Create a pipeline that is using SMOTE and RandomOversampler in a way that satisfies the condition n_neighbors <= n_samples for smoted classes and uses random oversampling when the condition is not satisfied.

However, I am still struggling to set my experiment up and running.

# initilize oversamplers
smote = SMOTE()
randomSampler = RandomOverSampler()
# create a pipeline
pipeline = Pipeline([('smote', smote), ('randomSampler', randomSampler)])
pipeline.fit_resample(x, y)

And when I run it I have still the same error. My guess, is that the generated pipeline applies both samplers, whereas I need only one of them to be applied at once, based on a predefined condition (if number of items is less than X then RandomSampler, SMOTE otherwise). Is there a way to set a condition to call RandomSampler in case of an extremely low number of items?

Thank you in advance.

Alibek Jakupov
  • 620
  • 6
  • 14
  • Please edit to clarify; it is currently unclear what *exactly* your question is, if it is indeed about the error you mention in the beginning (where exactly does it pop up?), or what exactly you mean by "struggling" – desertnaut May 07 '19 at 16:31
  • I tried to clarify the question. Does this seem more clear? Actually the question is about setting custom conditions in a pipeline. – Alibek Jakupov May 08 '19 at 17:19

1 Answers1

2

I also encountered the same problem as you (Expected n_neighbors <= n_samples, but n_samples = 1, n_neighbors = 6) and read and followed that guy's advice just like you.

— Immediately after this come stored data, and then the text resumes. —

use axum::{extract::State, http::StatusCode, Json};
use std::sync::Arc;
use tracing::{info, instrument};

use super::{
    models::Manager,
    service::ManagerService,
    types::{ManagePlayerRequest, ManagePointRequest, ManagerCreateRequest},
};
use crate::shared::{AppError, AppState};

fn manager_service(state: &AppState) -> ManagerService {
    ManagerService::new(
        Arc::clone(&state.manager_repository),
        Arc::clone(&state.player_repository),
    )
}

/// HTTP handler for creating a manager
///
/// POST /manager
#[instrument(name = "create_manager", skip(state))]
pub async fn create_manager(
    State(state): State<AppState>,
    Json(request): Json<ManagerCreateRequest>,
) -> Result<(StatusCode, Json<Manager>), AppError> {
    let manager = manager_service(&state).create_manager(request).await?;
    Ok((StatusCode::CREATED, Json(manager)))
}

/// GET /manager
#[instrument(name = "list_managers", skip(state))]
pub async fn list_managers(State(state): State<AppState>) -> Result<Json<Vec<Manager>>, AppError> {
    let managers = manager_service(&state).list_managers().await?;
    info!(manager_count = managers.len(), "Managers listed");
    Ok(Json(managers))
}

/// HTTP handler for roster changes
///
/// POST /manager/player
#[instrument(name = "manage_players", skip(state))]
pub async fn manage_players(
    State(state): State<AppState>,
    Json(request): Json<ManagePlayerRequest>,
) -> Result<Json<Manager>, AppError> {
    let manager = manager_service(&state).manage_players(request).await?;
    Ok(Json(manager))
}

/// HTTP handler for balance changes
///
/// POST /manager/point
#[instrument(name = "manage_points", skip(state))]
pub async fn manage_points(
    State(state): State<AppState>,
    Json(request): Json<ManagePointRequest>,
) -> Result<Json<Manager>, AppError> {
    let manager = manager_service(&state).manage_points(request).await?;
    Ok(Json(manager))
}
use rand::Rng;
use std::sync::Arc;
use std::time::Duration;
use tracing::{debug, info, instrument};

use super::{
    cache::PlayerCache,
    models::Player,
    repository::{PlayerOrder, PlayerRepository},
    types::{PlayerFilter, PlayersResponse, CACHE_KEY_PREFIX},
};
use crate::shared::AppError;

/// Unfiltered searches never return more rows than this
pub const ALL_PLAYER_LIMIT: usize = 3000;

/// How long a random-draw pool survives in the cache
pub const RANDOM_POOL_TTL: Duration = Duration::from_secs(45 * 60);

/// Overall rating window for the "top players" listing
pub const TOP_PLAYER_OVERALL: (u32, u32) = (87, 99);

pub fn top_players_key() -> String {
    format!("{}top", CACHE_KEY_PREFIX)
}

/// Service for catalog queries, fronted by the player cache
pub struct PlayerService {
    repository: Arc<dyn PlayerRepository + Send + Sync>,
    cache: Arc<dyn PlayerCache + Send + Sync>,
}

impl PlayerService {
    pub fn new(
        repository: Arc<dyn PlayerRepository + Send + Sync>,
        cache: Arc<dyn PlayerCache + Send + Sync>,
    ) -> Self {
        Self { repository, cache }
    }

    /// Highest rated players; cached without expiry once computed
    #[instrument(skip(self))]
    pub async fn top_players(&self) -> Result<PlayersResponse, AppError> {
        let key = top_players_key();

        let players = match self.cache.get(&key).await? {
            Some(players) => players,
            None => {
                let (min, max) = TOP_PLAYER_OVERALL;
                let players = self
                    .repository
                    .search_players(
                        &PlayerFilter::overall_between(min, max),
                        PlayerOrder::OverallDesc,
                        0,
                    )
                    .await?;
                self.cache.set(&key, &players, None).await?;
                info!(player_count = players.len(), "Top players cached");
                players
            }
        };

        Ok(PlayersResponse {
            count: players.len(),
            players,
        })
    }

    /// Uncached catalog search
    #[instrument(skip(self))]
    pub async fn search(&self, filter: &PlayerFilter) -> Result<PlayersResponse, AppError> {
        let players = self.fresh_search(filter).await?;
        debug!(player_count = players.len(), "Catalog search finished");

        Ok(PlayersResponse {
            count: players.len(),
            players,
        })
    }

    /// Draws one player from the filter's pool without replacement
    ///
    /// The pool shrinks by one per draw and lives in the cache for
    /// `RANDOM_POOL_TTL`; the response count is the remaining pool size.
    #[instrument(skip(self))]
    pub async fn random_player(&self, filter: &PlayerFilter) -> Result<PlayersResponse, AppError> {
        let key = filter.cache_key();

        let mut pool = match self.cache.get(&key).await? {
            Some(pool) => pool,
            None => self.fresh_search(filter).await?,
        };

        if pool.is_empty() {
            return Err(AppError::NotFound(
                "No players left in the pool for this filter".to_string(),
            ));
        }

        let index = rand::rng().random_range(0..pool.len());
        let drawn = pool.remove(index);

        self.cache.set(&key, &pool, Some(RANDOM_POOL_TTL)).await?;

        info!(
            player_id = %drawn.id,
            player_name = %drawn.name,
            remaining = pool.len(),
            "Random player drawn"
        );

        Ok(PlayersResponse {
            count: pool.len(),
            players: vec![drawn],
        })
    }

    /// Drops every cached pool, including the top players listing
    #[instrument(skip(self))]
    pub async fn clean_cache(&self) -> Result<u64, AppError> {
        let removed = self.cache.clear().await?;
        info!(removed, "Player cache cleaned");
        Ok(removed)
    }

    async fn fresh_search(&self, filter: &PlayerFilter) -> Result<Vec<Player>, AppError> {
        let limit = if filter.is_unfiltered() {
            ALL_PLAYER_LIMIT
        } else {
            0
        };

        self.repository
            .search_players(filter, PlayerOrder::OverallDesc, limit)
            .await
    }
}
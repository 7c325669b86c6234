use serde::{Deserialize, Serialize};
use std::cmp::Ordering;
use strum_macros::Display;

/// Single-character outcome code kept in a manager's form guide
#[derive(Debug, Clone, Copy, PartialEq, Eq, Serialize, Deserialize, Display)]
pub enum FormCode {
    #[serde(rename = "W")]
    #[strum(serialize = "W")]
    Win,
    #[serde(rename = "D")]
    #[strum(serialize = "D")]
    Draw,
    #[serde(rename = "L")]
    #[strum(serialize = "L")]
    Loss,
}

impl FormCode {
    pub fn from_goals(goals_for: u32, goals_against: u32) -> Self {
        match goals_for.cmp(&goals_against) {
            Ordering::Greater => FormCode::Win,
            Ordering::Equal => FormCode::Draw,
            Ordering::Less => FormCode::Loss,
        }
    }

    pub fn points(self) -> u32 {
        match self {
            FormCode::Win => 3,
            FormCode::Draw => 1,
            FormCode::Loss => 0,
        }
    }
}

/// A manager's accumulated season record
#[derive(Debug, Clone, PartialEq, Eq, Serialize, Deserialize)]
pub struct StandingRow {
    pub manager: String,
    pub played: u32,
    pub won: u32,
    pub drawn: u32,
    pub lost: u32,
    pub goals_for: u64,
    pub goals_against: u64,
    pub goal_difference: i64,
    pub points: u32,
    pub form: Vec<FormCode>,
}

impl StandingRow {
    /// Row holding exactly one fixture, seen from `manager`'s side
    pub fn from_fixture(manager: &str, goals_for: u32, goals_against: u32) -> Self {
        let outcome = FormCode::from_goals(goals_for, goals_against);

        Self {
            manager: manager.to_string(),
            played: 1,
            won: u32::from(outcome == FormCode::Win),
            drawn: u32::from(outcome == FormCode::Draw),
            lost: u32::from(outcome == FormCode::Loss),
            goals_for: u64::from(goals_for),
            goals_against: u64::from(goals_against),
            goal_difference: i64::from(goals_for) - i64::from(goals_against),
            points: outcome.points(),
            form: vec![outcome],
        }
    }

    /// Adds another row's counters into this one and appends its form
    pub fn absorb(&mut self, other: StandingRow) {
        self.played += other.played;
        self.won += other.won;
        self.drawn += other.drawn;
        self.lost += other.lost;
        self.goals_for += other.goals_for;
        self.goals_against += other.goals_against;
        self.goal_difference += other.goal_difference;
        self.points += other.points;
        self.form.extend(other.form);
    }
}

/// A player's accumulated goal tally
#[derive(Debug, Clone, PartialEq, Eq, Serialize, Deserialize)]
pub struct ScorerRow {
    pub player: String,
    pub manager: String, // Manager the player first scored for
    pub face_image_url: String,
    pub count: u64,
}

/// Both ranked lists for one season, in the shape the statistics endpoint returns
#[derive(Debug, Clone, PartialEq, Eq, Serialize, Deserialize)]
pub struct SeasonStatistics {
    pub standing: Vec<StandingRow>,
    pub stats: Vec<ScorerRow>,
}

I think you are getting the same error because you are putting the random oversampler AFTER the SMOTE operation. That is, you need to oversample your minority classes BEFORE applying the SMOTE algorithm.

This worked for me:

pipe = Pipeline([
('tfidf', TfidfVectorizer()), 
('ros', RandomOverSampler()),
('oversampler', SMOTE()),
('clf', LinearSVC()),
])

BringBackCommodore64
  • 4,910
  • 3
  • 27
  • 30